As of yet there are a few values that have not been internalized to the market. For example, as of yet the parent/child bond is more or less sacred even if the nuclear family isn’t. However, with the advent of marketing directly to children in the last decade or so, that may be changing. Does the empirical evidence support the hypothesis that kids are getting harder to raise?

Capitalism makes individuals out of every former group. With the market fulfilling virtually every need, why does any individual need any other individual other than through their role as a producer? Do not get me wrong, the market has done wonderful things. It, with the occasional governmental tutoring, has allowed an incredible standard of living for a portion of the population never before even dreamed of.

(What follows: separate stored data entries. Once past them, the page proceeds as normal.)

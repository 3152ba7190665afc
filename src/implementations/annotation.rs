//! Directive grammar and the property (`*.mcf`) parser.
//!
//! A directive line is the marker `%!` followed by a keyword and an argument:
//!
//! ```text
//! %! PASS c.a.b
//! %! FAIL b
//! %! PASS
//! %! PROP some_property
//! ```
//!
//! `%` starts a comment in mCRL2, so annotated files stay valid formula files.

use log::{ debug, warn };
use std::path::Path;

use crate::errors::{ HarnessError, HarnessResult };
use crate::models::directive::{ Directive, ExpectedVerdict, TraceDirective };
use crate::models::trace::Trace;

pub const DIRECTIVE_MARKER: &str = "%!";

/// A parsed property file, before it is bound to a template
#[derive(Debug, Clone, PartialEq, Eq)]
pub struct PropertyDefinition {
    pub formula: String,
    pub directives: Vec<TraceDirective>,
}

/// Parse a single line as a directive.
///
/// Returns `None` for lines that are not directives, and `Some(Err(reason))`
/// for directive lines that do not follow the grammar.
pub fn parse_directive(line: &str) -> Option<Result<Directive, String>> {
    let rest = line.trim_start().strip_prefix(DIRECTIVE_MARKER)?;
    if !rest.is_empty() && !rest.starts_with(char::is_whitespace) {
        warn!("`{}` has no space after `{}`; treated as a comment", line.trim(), DIRECTIVE_MARKER);
        return None;
    }

    let rest = rest.trim();
    let (keyword, argument) = match rest.split_once(char::is_whitespace) {
        Some((keyword, argument)) => (keyword, argument.trim()),
        None => (rest, ""),
    };

    Some(match keyword {
        "PASS" => parse_trace(argument).map(Directive::PassTrace),
        "FAIL" => parse_trace(argument).map(Directive::FailTrace),
        "PROP" => parse_prop_name(argument).map(Directive::PropRef),
        "" => Err("directive marker without a keyword".to_string()),
        other => Err(format!("unknown directive `{}` (expected PASS, FAIL or PROP)", other)),
    })
}

fn parse_trace(argument: &str) -> Result<Trace, String> {
    argument.parse::<Trace>().map_err(|e| format!("invalid trace `{}`: {}", argument, e))
}

fn parse_prop_name(argument: &str) -> Result<String, String> {
    if argument.is_empty() {
        return Err("PROP directive without a property name".to_string());
    }
    if argument.chars().any(char::is_whitespace) {
        return Err(format!("property name `{}` contains whitespace", argument));
    }
    Ok(argument.to_string())
}

/// Turn a PASS/FAIL directive into the form test cases hold
pub(crate) fn trace_directive(line: usize, directive: Directive) -> Option<TraceDirective> {
    match directive {
        Directive::PassTrace(trace) => Some(TraceDirective::new(line, ExpectedVerdict::Pass, trace)),
        Directive::FailTrace(trace) => Some(TraceDirective::new(line, ExpectedVerdict::Fail, trace)),
        Directive::PropRef(_) => None,
    }
}

/// Parse a property definition into its formula and test directives.
///
/// Every line that is neither blank nor a directive belongs to the formula.
pub fn parse_property(path: &Path, text: &str) -> HarnessResult<PropertyDefinition> {
    let mut formula_lines = Vec::new();
    let mut directives = Vec::new();

    for (index, line) in text.lines().enumerate() {
        let line_no = index + 1;
        match parse_directive(line) {
            None => {
                if !line.trim().is_empty() {
                    formula_lines.push(line.trim_end());
                }
            }
            Some(Err(reason)) => {
                return Err(HarnessError::malformed(path, line_no, reason));
            }
            Some(Ok(Directive::PropRef(name))) => {
                return Err(
                    HarnessError::malformed(
                        path,
                        line_no,
                        format!("PROP {} is only allowed in a property collection", name)
                    )
                );
            }
            Some(Ok(directive)) => {
                directives.extend(trace_directive(line_no, directive));
            }
        }
    }

    if formula_lines.is_empty() {
        return Err(HarnessError::malformed(path, 1, "property file contains no formula"));
    }

    debug!("Parsed {}: {} directive(s)", path.display(), directives.len());
    Ok(PropertyDefinition { formula: formula_lines.join("\n"), directives })
}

It has organized labor is such away as to not only produce, but to allow for a considerable amount of equity and reinvestment.

However, it has also made individuals out of everybody. It has changed our values with neither our permission nor our reflection. When we bought that last cell phone out of a desire for more personal liberty, did we know that we were, ipso facto, buying ourselves less time to be home with our families specifically because we did not need to be? Do we really believe that it is, as a radio commercial I recall in Miami “so good it will make you a better person?” Do we know that we have been convinced that it is okay to work on average a 50 hour work week for our standard of living? We have been convinced that it should be worth it to us.

The reason why many traditional societies rebel against the market system (like many people in Bocas del Toro are doing as I write this(honestly I don’t know enough about it to say that)) is not because they disagree with a proliferation of a higher standard of living. It is because they disagree with a forced (if not insidious) surrendering of their sovereignty over their values. Forced surrendering of one’s values is the rape of one’s individual, and cultural dignity.

In the end, the question of capitalism is more about a choice of lifestyle. The community that I currently stay with is rather well off. They are much better off certainly than they were a half century ago, owing primarily to market forces and a maturing of the segment of the population with at least a primary education. However, they have been buffered from advertizing, and buffered even from those products that will not pay the largest dividends in terms of their well being. PVC pipe and Weed Eaters made it. McDonalds, plastic siding and doggie sweaters did not. They just weren’t worth the leg work. And for this reasonable standard of living that they enjoy now they work, on average, 5-6 hours a day, much of it work around the house (it’s hard to draw a line between home and office so to speak). When Marcilino was 25 (he just told me) they would work from literally sun up to almost sun down. There was more labor involved with living. One had to carry the cane or corn from the field on a basket on one’s back instead of putting it in the bed of a pickup truck. The weed eaters, PVC pipe, cinderblocks, and even cars have actually made their lives better and more productive. They are actually investments in well being based upon already held values as opposed to just consumables that the market has made a social norm.

And that’s all I have to say about that. Like I said… just a thought.
Thank you for the inspiration Mr. Martenelli.